[Stored data]
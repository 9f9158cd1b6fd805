//! Text-to-typed-value resolution strategies.
//!
//! A resolver converts the raw text of a chat message into a typed value,
//! with human-readable descriptions used by prompts and confirmation
//! summaries. Resolvers are stateless; the only side effects are the
//! lookups intrinsic to resolving references.
//!
//! Returning `None` from [`InputResolver::resolve`] means "no value yet",
//! not an error: the collector silently ignores the input. Lookup
//! failures are logged by the [`crate::runtime::ReferenceLookup`]
//! implementation and collapse to `None` as well.

use crate::dialog::surface::{ChannelId, GuildId};
use crate::dialog::validate::Validator;
use crate::runtime::{CategoryRef, ChannelRef, GuildRef, RuntimeContext};
use async_trait::async_trait;
use regex::Regex;
use std::sync::LazyLock;

/// Matches a channel mention (`<#id>`) or a bare 17-19 digit snowflake.
static CHANNEL_REF: LazyLock<Regex> =
    LazyLock::new(|| Regex::new(r"^(?:<#(\d{17,19})>|(\d{17,19}))$").unwrap());

/// Matches a bare 17-19 digit snowflake.
static SNOWFLAKE: LazyLock<Regex> = LazyLock::new(|| Regex::new(r"^\d{17,19}$").unwrap());

/// Extracts the snowflake from a mention-or-id channel reference.
fn parse_channel_ref(text: &str) -> Option<u64> {
    let captures = CHANNEL_REF.captures(text.trim())?;
    let digits = captures.get(1).or_else(|| captures.get(2))?;
    digits.as_str().parse().ok()
}

/// Pluggable conversion from raw chat text to a typed value.
#[async_trait]
pub trait InputResolver: Send + Sync {
    /// The typed value this resolver produces.
    type Value: Send + Sync + Clone + 'static;

    /// What the user is being asked for, shown in prompts.
    fn description(&self) -> String;

    /// Short name of the value type, shown in error text.
    fn type_string(&self) -> String;

    /// Renders a resolved value for confirmation summaries.
    fn value_string(&self, value: &Self::Value) -> String;

    /// An optional pre-built text validator gating resolution attempts.
    fn text_validator(&self) -> Option<Validator<str>> {
        None
    }

    /// Converts text into a value. `None` is "no value yet" and is
    /// tolerated without user feedback.
    async fn resolve(&self, ctx: &RuntimeContext, text: &str) -> Option<Self::Value>;
}

/// Identity resolver: the text itself is the value.
#[derive(Debug, Clone, Copy, Default)]
pub struct TextResolver;

#[async_trait]
impl InputResolver for TextResolver {
    type Value = String;

    fn description(&self) -> String {
        "any text".to_string()
    }

    fn type_string(&self) -> String {
        "text".to_string()
    }

    fn value_string(&self, value: &Self::Value) -> String {
        value.clone()
    }

    async fn resolve(&self, _ctx: &RuntimeContext, text: &str) -> Option<Self::Value> {
        Some(text.to_string())
    }
}

/// Resolves a channel mention or id into a [`ChannelRef`].
#[derive(Debug, Clone, Copy, Default)]
pub struct ChannelResolver;

#[async_trait]
impl InputResolver for ChannelResolver {
    type Value = ChannelRef;

    fn description(&self) -> String {
        "a channel mention like <#123456789012345678> or a channel id".to_string()
    }

    fn type_string(&self) -> String {
        "channel".to_string()
    }

    fn value_string(&self, value: &Self::Value) -> String {
        format!("#{} ({})", value.name, value.id.0)
    }

    fn text_validator(&self) -> Option<Validator<str>> {
        Some(Validator::new(
            "must be a channel mention or a 17-19 digit channel id",
            |s: &str| CHANNEL_REF.is_match(s.trim()),
        ))
    }

    async fn resolve(&self, ctx: &RuntimeContext, text: &str) -> Option<Self::Value> {
        let id = parse_channel_ref(text)?;
        ctx.lookup.channel(ChannelId(id)).await
    }
}

/// Resolves a category mention or id into a [`CategoryRef`].
#[derive(Debug, Clone, Copy, Default)]
pub struct CategoryResolver;

#[async_trait]
impl InputResolver for CategoryResolver {
    type Value = CategoryRef;

    fn description(&self) -> String {
        "a category id (or <#id> mention)".to_string()
    }

    fn type_string(&self) -> String {
        "category".to_string()
    }

    fn value_string(&self, value: &Self::Value) -> String {
        format!("{} ({})", value.name, value.id.0)
    }

    fn text_validator(&self) -> Option<Validator<str>> {
        Some(Validator::new(
            "must be a category mention or a 17-19 digit category id",
            |s: &str| CHANNEL_REF.is_match(s.trim()),
        ))
    }

    async fn resolve(&self, ctx: &RuntimeContext, text: &str) -> Option<Self::Value> {
        let id = parse_channel_ref(text)?;
        ctx.lookup.category(ChannelId(id)).await
    }
}

/// Resolves a guild id into a [`GuildRef`] via a remote preview lookup.
#[derive(Debug, Clone, Copy, Default)]
pub struct GuildPreviewResolver;

#[async_trait]
impl InputResolver for GuildPreviewResolver {
    type Value = GuildRef;

    fn description(&self) -> String {
        "a 17-19 digit server id".to_string()
    }

    fn type_string(&self) -> String {
        "server".to_string()
    }

    fn value_string(&self, value: &Self::Value) -> String {
        match value.member_count {
            Some(count) => format!("{} ({} members)", value.name, count),
            None => value.name.clone(),
        }
    }

    fn text_validator(&self) -> Option<Validator<str>> {
        Some(Validator::new(
            "must be a 17-19 digit server id",
            |s: &str| SNOWFLAKE.is_match(s.trim()),
        ))
    }

    async fn resolve(&self, ctx: &RuntimeContext, text: &str) -> Option<Self::Value> {
        let id: u64 = text.trim().parse().ok()?;
        ctx.lookup.guild_preview(GuildId(id)).await
    }
}
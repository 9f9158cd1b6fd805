//! Conversion from the engine's payload types to serenity's builders.
//!
//! Each send/edit call converts the whole [`MessageData`] fresh, fully
//! replacing content, embeds and components. Attachments follow the edit
//! API's merge semantics: an empty accumulated list means "keep existing"
//! (no attachments builder at all), a non-empty list is an explicit
//! replacement.

use crate::dialog::payload::{
    ActionRow, AllowedMentions, Button, ButtonStyle, Embed, MessageData,
};
use poise::serenity_prelude as serenity;

/// Converts one embed.
pub fn embed(embed: &Embed) -> serenity::CreateEmbed {
    let mut out = serenity::CreateEmbed::default();
    if let Some(title) = &embed.title {
        out = out.title(title.clone());
    }
    if let Some(description) = &embed.description {
        out = out.description(description.clone());
    }
    if let Some(color) = embed.color {
        out = out.colour(serenity::Colour::new(color));
    }
    if let Some(footer) = &embed.footer {
        out = out.footer(serenity::CreateEmbedFooter::new(footer.clone()));
    }
    out.fields(
        embed
            .fields
            .iter()
            .map(|f| (f.name.clone(), f.value.clone(), f.inline)),
    )
}

fn style(style: ButtonStyle) -> serenity::ButtonStyle {
    match style {
        ButtonStyle::Primary => serenity::ButtonStyle::Primary,
        ButtonStyle::Secondary => serenity::ButtonStyle::Secondary,
        ButtonStyle::Success => serenity::ButtonStyle::Success,
        ButtonStyle::Danger => serenity::ButtonStyle::Danger,
    }
}

fn button(button: &Button) -> serenity::CreateButton {
    serenity::CreateButton::new(button.custom_id.clone())
        .label(button.label.clone())
        .style(style(button.style))
        .disabled(button.disabled)
}

/// Converts the component rows.
pub fn rows(rows: &[ActionRow]) -> Vec<serenity::CreateActionRow> {
    rows.iter()
        .map(|row| serenity::CreateActionRow::Buttons(row.buttons.iter().map(button).collect()))
        .collect()
}

fn mentions(policy: AllowedMentions) -> serenity::CreateAllowedMentions {
    serenity::CreateAllowedMentions::new()
        .all_users(policy.users)
        .all_roles(policy.roles)
        .everyone(policy.everyone)
}

/// Builds the payload for a fresh channel message.
pub fn create_message(data: &MessageData) -> serenity::CreateMessage {
    let mut message = serenity::CreateMessage::new()
        .embeds(data.embeds.iter().map(embed).collect())
        .components(rows(&data.components));
    if let Some(content) = &data.content {
        message = message.content(content.clone());
    }
    // Dialog messages never ping by default.
    message = message.allowed_mentions(mentions(data.allowed_mentions.unwrap_or_default()));
    for file in &data.files {
        message = message.add_file(serenity::CreateAttachment::bytes(
            file.data.clone(),
            file.name.clone(),
        ));
    }
    message
}

/// Builds the payload for an edit, fully replacing the mutable fields.
pub fn edit_message(data: &MessageData) -> serenity::EditMessage {
    let mut edit = serenity::EditMessage::new()
        .content(data.content.clone().unwrap_or_default())
        .embeds(data.embeds.iter().map(embed).collect())
        .components(rows(&data.components));
    // The edit endpoint merges attachments: leaving the builder unset
    // keeps what is there, so only build one when there is an explicit
    // retained set or fresh uploads to apply.
    if data.attachments_patch().is_some() || !data.files.is_empty() {
        let mut attachments = serenity::EditAttachments::new();
        for retained in data.attachments_patch().unwrap_or_default() {
            attachments = attachments.keep(serenity::AttachmentId::new(retained.id));
        }
        for file in &data.files {
            attachments = attachments.add(serenity::CreateAttachment::bytes(
                file.data.clone(),
                file.name.clone(),
            ));
        }
        edit = edit.attachments(attachments);
    }
    edit
}

/// Builds the payload for an initial interaction reply.
pub fn interaction_response(data: &MessageData) -> serenity::CreateInteractionResponseMessage {
    let mut message = serenity::CreateInteractionResponseMessage::new()
        .embeds(data.embeds.iter().map(embed).collect())
        .components(rows(&data.components));
    if let Some(content) = &data.content {
        message = message.content(content.clone());
    }
    // Same default as the channel path: never ping unless asked to.
    message = message.allowed_mentions(mentions(data.allowed_mentions.unwrap_or_default()));
    for file in &data.files {
        message = message.add_file(serenity::CreateAttachment::bytes(
            file.data.clone(),
            file.name.clone(),
        ));
    }
    message
}

/// Builds the payload for an interaction follow-up message.
pub fn followup(data: &MessageData) -> serenity::CreateInteractionResponseFollowup {
    let mut message = serenity::CreateInteractionResponseFollowup::new()
        .embeds(data.embeds.iter().map(embed).collect())
        .components(rows(&data.components));
    if let Some(content) = &data.content {
        message = message.content(content.clone());
    }
    message = message.allowed_mentions(mentions(data.allowed_mentions.unwrap_or_default()));
    for file in &data.files {
        message = message.add_file(serenity::CreateAttachment::bytes(
            file.data.clone(),
            file.name.clone(),
        ));
    }
    message
}

/// Builds the payload for editing the original deferred reply.
pub fn edit_response(data: &MessageData) -> serenity::EditInteractionResponse {
    let mut edit = serenity::EditInteractionResponse::new()
        .embeds(data.embeds.iter().map(embed).collect())
        .components(rows(&data.components));
    if let Some(content) = &data.content {
        edit = edit.content(content.clone());
    }
    edit = edit.allowed_mentions(mentions(data.allowed_mentions.unwrap_or_default()));
    for file in &data.files {
        edit = edit.new_attachment(serenity::CreateAttachment::bytes(
            file.data.clone(),
            file.name.clone(),
        ));
    }
    edit
}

▶ _Task to complete_:
All lines of the entries above where "trim" turns up should be reported.

▶ _Exercise output_:
    let captures = CHANNEL_REF.captures(text.trim())?;
            |s: &str| CHANNEL_REF.is_match(s.trim()),
            |s: &str| CHANNEL_REF.is_match(s.trim()),
            |s: &str| SNOWFLAKE.is_match(s.trim()),
        let id: u64 = text.trim().parse().ok()?;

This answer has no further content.